--- TASK DATA Enclosed Below ---

use anyhow::bail;
use clap::Parser;
use core::time::Duration;
use redpacket::ServiceConfig;

/// Runtime configuration for the `redpacket-server` binary.
///
/// All values are parsed from CLI arguments or environment variables (a
/// `.env` file is honoured), with defaults suitable for a single node.
#[derive(Parser, Debug, Clone)]
#[command(
    name = "redpacket-server",
    version,
    about = "An HTTP service for creating and claiming red packets"
)]
pub struct CliArgs {
    /// Address to listen on.
    ///
    /// Environment variable: `SERVER_ADDR`
    #[arg(long, env = "SERVER_ADDR", default_value_t = String::from("0.0.0.0:8080"))]
    pub server_addr: String,

    /// Number of single-writer shard workers.
    ///
    /// Every packet is owned by shard `id % num_shards`. Unrelated packets on
    /// the same shard are served one after another, so more shards reduce
    /// contention. Must be a power of two.
    ///
    /// Environment variable: `NUM_SHARDS`
    #[arg(long, env = "NUM_SHARDS", default_value_t = redpacket::DEFAULT_NUM_SHARDS)]
    pub num_shards: usize,

    /// Milliseconds a claim request waits for its shard before giving up.
    /// `0` waits indefinitely.
    ///
    /// A timed-out claim may still consume a share.
    ///
    /// Environment variable: `CLAIM_TIMEOUT_MS`
    #[arg(long, env = "CLAIM_TIMEOUT_MS", default_value_t = 0)]
    pub claim_timeout_ms: u64,

    /// Seconds to wait for each shard to acknowledge shutdown.
    ///
    /// Environment variable: `SHUTDOWN_TIMEOUT`
    #[arg(long, env = "SHUTDOWN_TIMEOUT", default_value_t = 3)]
    pub shutdown_timeout: u64,
}

#[derive(Debug, Clone)]
pub struct ServerConfig {
    pub server_addr: String,
    pub service: ServiceConfig,
}

impl TryFrom<CliArgs> for ServerConfig {
    type Error = anyhow::Error;

    fn try_from(args: CliArgs) -> Result<Self, Self::Error> {
        if args.shutdown_timeout == 0 {
            bail!("SHUTDOWN_TIMEOUT must be greater than 0");
        }

        let service = ServiceConfig {
            num_shards: args.num_shards,
            claim_timeout: (args.claim_timeout_ms > 0)
                .then(|| Duration::from_millis(args.claim_timeout_ms)),
            shutdown_timeout: Duration::from_secs(args.shutdown_timeout),
        };
        if let Err(e) = service.validate() {
            bail!("NUM_SHARDS: {e}");
        }

        Ok(Self {
            server_addr: args.server_addr,
            service,
        })
    }
}

#[cfg(test)]
mod tests {
    use super::*;

    fn parse(args: &[&str]) -> anyhow::Result<ServerConfig> {
        let cli = CliArgs::try_parse_from(
            std::iter::once("redpacket-server").chain(args.iter().copied()),
        )?;
        ServerConfig::try_from(cli)
    }

    #[test]
    fn timeout_flag_maps_to_duration() {
        let config = parse(&["--num-shards", "32", "--claim-timeout-ms", "250"]).unwrap();
        assert_eq!(config.service.num_shards, 32);
        assert_eq!(
            config.service.claim_timeout,
            Some(Duration::from_millis(250))
        );
        assert_eq!(config.service.shutdown_timeout, Duration::from_secs(3));
    }

    #[test]
    fn rejects_invalid_values() {
        assert!(parse(&["--num-shards", "0"]).is_err());
        assert!(parse(&["--num-shards", "10"]).is_err());
        assert!(parse(&["--shutdown-timeout", "0"]).is_err());
    }
}
//! # Shared packet types
//!
//! Every amount in the engine is expressed in integer minor currency units
//! (e.g. cents) using the single [`Amount`] type. Registration, replacement,
//! claims and snapshots all use it, so a share can never be read back with a
//! different representation than the one it was stored with.

#[cfg(feature = "serde")]
use serde::{Deserialize, Serialize};

/// Opaque packet identifier. Always non-zero for registered packets.
pub type PacketId = u32;

/// Integer amount in minor currency units.
pub type Amount = u64;

/// Identifier of the user who created a packet.
pub type OwnerId = u64;

/// Identifier of the user claiming a share.
pub type ClaimantId = u64;

/// A single red packet: a fixed total pre-split into a fixed number of shares.
#[derive(Clone, Debug, PartialEq, Eq)]
pub struct Packet {
    pub owner_id: OwnerId,
    pub total_amount: Amount,
    pub share_count: usize,
    /// Unclaimed shares. Only the owning shard worker mutates this after
    /// registration.
    pub shares: Vec<Amount>,
}

impl Packet {
    /// Builds a freshly split packet whose shares are all still unclaimed.
    pub fn new(owner_id: OwnerId, shares: Vec<Amount>) -> Self {
        Self {
            owner_id,
            total_amount: shares.iter().sum(),
            share_count: shares.len(),
            shares,
        }
    }

    pub fn remaining_amount(&self) -> Amount {
        self.shares.iter().sum()
    }

    pub fn is_exhausted(&self) -> bool {
        self.shares.is_empty()
    }

    pub fn summary(&self) -> PacketSummary {
        PacketSummary {
            owner_id: self.owner_id,
            total_amount: self.total_amount,
            share_count: self.share_count,
            remaining_count: self.shares.len(),
            remaining_amount: self.remaining_amount(),
        }
    }
}

/// Read-only diagnostic view of a live packet.
#[derive(Clone, Copy, Debug, PartialEq, Eq)]
#[cfg_attr(feature = "serde", derive(Serialize, Deserialize))]
pub struct PacketSummary {
    pub owner_id: OwnerId,
    pub total_amount: Amount,
    pub share_count: usize,
    pub remaining_count: usize,
    pub remaining_amount: Amount,
}

/// Result of a successful packet creation.
#[derive(Clone, Debug, PartialEq, Eq)]
#[cfg_attr(feature = "serde", derive(Serialize, Deserialize))]
pub struct CreatedPacket {
    pub id: PacketId,
    /// Relative claim URL embedding the packet id.
    pub claim_url: String,
}

impl CreatedPacket {
    pub(crate) fn new(id: PacketId, owner_id: OwnerId, share_count: usize) -> Self {
        Self {
            id,
            claim_url: format!("/get?id={id}&uid={owner_id}&num={share_count}"),
        }
    }
}

#[cfg(test)]
mod tests {
    use super::*;

    #[test]
    fn packet_summary_tracks_remaining_shares() {
        let mut packet = Packet::new(7, vec![40, 50, 10]);
        assert_eq!(packet.total_amount, 100);
        assert_eq!(packet.share_count, 3);

        packet.shares.swap_remove(0);
        let summary = packet.summary();
        assert_eq!(summary.remaining_count, 2);
        assert_eq!(summary.remaining_amount, 60);
        assert_eq!(summary.total_amount, 100);
        assert!(!packet.is_exhausted());
    }

    #[test]
    fn claim_url_embeds_id() {
        let created = CreatedPacket::new(1_162_763_031, 1, 100);
        assert_eq!(created.claim_url, "/get?id=1162763031&uid=1&num=100");
    }

    #[cfg(feature = "serde")]
    #[test]
    fn summary_serializes_with_field_names() {
        let summary = Packet::new(1, vec![3, 4]).summary();
        let json = serde_json::to_value(summary).unwrap();
        assert_eq!(json["remaining_amount"], 7);
        assert_eq!(json["remaining_count"], 2);
    }
}
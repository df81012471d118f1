//! Fixed pool of single-writer shard workers.
//!
//! This module defines the [`ShardPool`] struct, which owns the inbound queue
//! of every shard worker. Unlike a round-robin pool, requests are routed by
//! packet id: a packet always maps to the same shard, so exactly one worker
//! ever mutates it.
//!
//! Each worker listens on its own unbounded [`mpsc::UnboundedReceiver`] and
//! serves requests strictly in arrival order. Unrelated packets that map to
//! the same shard are served one after another.

use super::{request::ShardRequest, worker::worker_loop};
use crate::{
    error::{Error, Result},
    store::PacketStore,
    types::PacketId,
};
use core::time::Duration;
use rand::{SeedableRng, rngs::StdRng};
use std::sync::Arc;
use tokio::{
    sync::{mpsc, oneshot},
    time::timeout,
};
use tokio_util::sync::CancellationToken;

pub struct ShardPool {
    shards: Vec<mpsc::UnboundedSender<ShardRequest>>,
    shutdown_token: CancellationToken,
    shutdown_timeout: Duration,
}

impl ShardPool {
    /// Constructs a new [`ShardPool`] from initialized shard channels and a
    /// shared cancellation token.
    ///
    /// # Errors
    ///
    /// Returns [`Error::InvalidRequest`] if `shards` is empty.
    pub fn new(
        shards: Vec<mpsc::UnboundedSender<ShardRequest>>,
        shutdown_token: CancellationToken,
        shutdown_timeout: Duration,
    ) -> Result<Self> {
        if shards.is_empty() {
            return Err(Error::invalid("A shard pool needs at least one shard"));
        }
        Ok(Self {
            shards,
            shutdown_token,
            shutdown_timeout,
        })
    }

    /// Spawns `num_shards` worker tasks over `store` and returns the pool
    /// feeding them.
    ///
    /// Must be called from within a Tokio runtime.
    ///
    /// # Errors
    ///
    /// Returns [`Error::InvalidRequest`] if `num_shards` is zero. No worker is
    /// spawned then.
    pub fn spawn(
        num_shards: usize,
        store: &Arc<PacketStore>,
        shutdown_timeout: Duration,
    ) -> Result<Self> {
        if num_shards == 0 {
            return Err(Error::invalid("A shard pool needs at least one shard"));
        }

        let mut shards = Vec::with_capacity(num_shards);
        let mut seed_rng = rand::rng();

        for shard_id in 0..num_shards {
            let (tx, rx) = mpsc::unbounded_channel();
            shards.push(tx);

            let rng = StdRng::from_rng(&mut seed_rng);
            tokio::spawn(worker_loop(shard_id, rx, Arc::clone(store), rng));
        }

        #[cfg(feature = "tracing")]
        tracing::info!("Spawned {num_shards} shard workers");

        Self::new(shards, CancellationToken::new(), shutdown_timeout)
    }

    pub fn num_shards(&self) -> usize {
        self.shards.len()
    }

    /// Returns the shard that owns `packet_id`.
    pub fn shard_index(&self, packet_id: PacketId) -> usize {
        packet_id as usize % self.shards.len()
    }

    pub fn is_shutting_down(&self) -> bool {
        self.shutdown_token.is_cancelled()
    }

    /// Enqueues `request` on the shard owning `packet_id`.
    ///
    /// Never waits: shard queues are unbounded.
    ///
    /// # Errors
    ///
    /// Returns an error if:
    /// - The service is shutting down (`shutdown_token` was cancelled).
    /// - The shard's channel is closed.
    pub fn send_to_shard(&self, packet_id: PacketId, request: ShardRequest) -> Result<()> {
        if self.shutdown_token.is_cancelled() {
            return Err(Error::ServiceShutdown);
        }

        let shard_idx = self.shard_index(packet_id);
        self.shards[shard_idx]
            .send(request)
            .map_err(|_| Error::ChannelError {
                context: format!("Shard {shard_idx} channel closed"),
            })
    }

    /// Gracefully shuts down all shard workers.
    ///
    /// - Cancels the shared [`CancellationToken`] to refuse new claims.
    /// - Sends a [`ShardRequest::Shutdown`] to each shard. It queues behind
    ///   every claim already accepted, so those are still served.
    /// - Waits (up to `shutdown_timeout` per shard) for acknowledgements.
    pub async fn shutdown(&self) -> Result<()> {
        #[cfg(feature = "tracing")]
        tracing::info!("Refusing new claims");
        self.shutdown_token.cancel();

        #[cfg(feature = "tracing")]
        tracing::debug!("Notifying all shards to shut down");
        let mut shutdown_handles = Vec::with_capacity(self.shards.len());

        for (i, shard) in self.shards.iter().enumerate() {
            let (tx, rx) = oneshot::channel();
            if let Err(_e) = shard.send(ShardRequest::Shutdown { response: tx }) {
                #[cfg(feature = "tracing")]
                tracing::debug!("Shard {i} already stopped: {_e}");
            } else {
                shutdown_handles.push((i, rx));
            }
        }

        let shutdown_timeout = self.shutdown_timeout;
        let timeout_futures = shutdown_handles.into_iter().map(|(_i, rx)| async move {
            match timeout(shutdown_timeout, rx).await {
                Ok(Ok(())) => {
                    #[cfg(feature = "tracing")]
                    tracing::trace!("Shard {_i} shutdown acknowledged");
                }
                Ok(Err(_e)) => {
                    #[cfg(feature = "tracing")]
                    tracing::error!("Shard {_i} returned error: {_e}");
                }
                Err(_) => {
                    #[cfg(feature = "tracing")]
                    tracing::warn!("Shard {_i} shutdown timed out");
                }
            }
        });

        futures::future::join_all(timeout_futures).await;

        #[cfg(feature = "tracing")]
        tracing::info!("Shard pool shutdown complete");

        Ok(())
    }
}

#[cfg(test)]
mod tests {
    use super::*;
    use crate::types::Packet;

    fn claim_request(packet_id: PacketId) -> (ShardRequest, oneshot::Receiver<u64>) {
        let (response, rx) = oneshot::channel();
        let request = ShardRequest::Claim {
            packet_id,
            claimant_id: 1,
            response,
        };
        (request, rx)
    }

    #[test]
    fn routes_by_modulo() {
        let shards = (0..16).map(|_| mpsc::unbounded_channel().0).collect();
        let pool =
            ShardPool::new(shards, CancellationToken::new(), Duration::from_secs(1)).unwrap();
        assert_eq!(pool.num_shards(), 16);
        assert_eq!(pool.shard_index(0), 0);
        assert_eq!(pool.shard_index(17), 1);
        assert_eq!(pool.shard_index(u32::MAX), 15);
    }

    #[test]
    fn same_packet_always_lands_on_same_queue() {
        let mut receivers = Vec::new();
        let mut senders = Vec::new();
        for _ in 0..4 {
            let (tx, rx) = mpsc::unbounded_channel();
            senders.push(tx);
            receivers.push(rx);
        }
        let pool =
            ShardPool::new(senders, CancellationToken::new(), Duration::from_secs(1)).unwrap();

        for _ in 0..3 {
            let (request, _rx) = claim_request(6);
            pool.send_to_shard(6, request).unwrap();
        }
        let queued: Vec<_> = receivers.iter().map(|rx| rx.len()).collect();
        assert_eq!(queued, vec![0, 0, 3, 0]);
    }

    #[test]
    fn closed_shard_is_a_channel_error() {
        let (tx, rx) = mpsc::unbounded_channel();
        drop(rx);
        let pool =
            ShardPool::new(vec![tx], CancellationToken::new(), Duration::from_secs(1)).unwrap();
        let (request, _rx) = claim_request(1);
        assert!(matches!(
            pool.send_to_shard(1, request),
            Err(Error::ChannelError { .. })
        ));
    }

    #[tokio::test]
    async fn empty_pool_is_rejected() {
        let result = ShardPool::new(Vec::new(), CancellationToken::new(), Duration::from_secs(1));
        assert!(matches!(result, Err(Error::InvalidRequest { .. })));

        let store = Arc::new(PacketStore::new());
        let result = ShardPool::spawn(0, &store, Duration::from_secs(1));
        assert!(matches!(result, Err(Error::InvalidRequest { .. })));
    }

    #[tokio::test(flavor = "multi_thread", worker_threads = 4)]
    async fn shutdown_serves_queued_claims_then_refuses() {
        let store = Arc::new(PacketStore::new());
        store.register(2, Packet::new(1, vec![3, 4, 5])).unwrap();
        let pool = ShardPool::spawn(2, &store, Duration::from_secs(1)).unwrap();

        let replies: Vec<_> = (0..3)
            .map(|_| {
                let (request, rx) = claim_request(2);
                pool.send_to_shard(2, request).unwrap();
                rx
            })
            .collect();

        pool.shutdown().await.unwrap();
        assert!(pool.is_shutting_down());

        let mut claimed = Vec::new();
        for rx in replies {
            claimed.push(rx.await.unwrap());
        }
        claimed.sort_unstable();
        assert_eq!(claimed, vec![3, 4, 5]);

        let (request, _rx) = claim_request(2);
        assert_eq!(pool.send_to_shard(2, request), Err(Error::ServiceShutdown));

        // A second shutdown finds every shard already stopped.
        pool.shutdown().await.unwrap();
    }
}
//! Server-side components of the red packet HTTP service.
//!
//! ## Submodules
//!
//! - [`config`] - CLI/environment configuration.
//! - [`routes`] - HTTP handlers over a shared [`redpacket::PacketService`].
//! - [`error`] - HTTP rendering of engine errors.
//! - [`telemetry`] - Logging, tracing and metrics initialization.

pub mod config;
pub mod error;
pub mod routes;
pub mod telemetry;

--- End of Enclosed TASK DATA ---

## WHAT IS EXPECTED
Provide only the count of lines in the data above that include the string "ChannelError".

## SOLUTION
2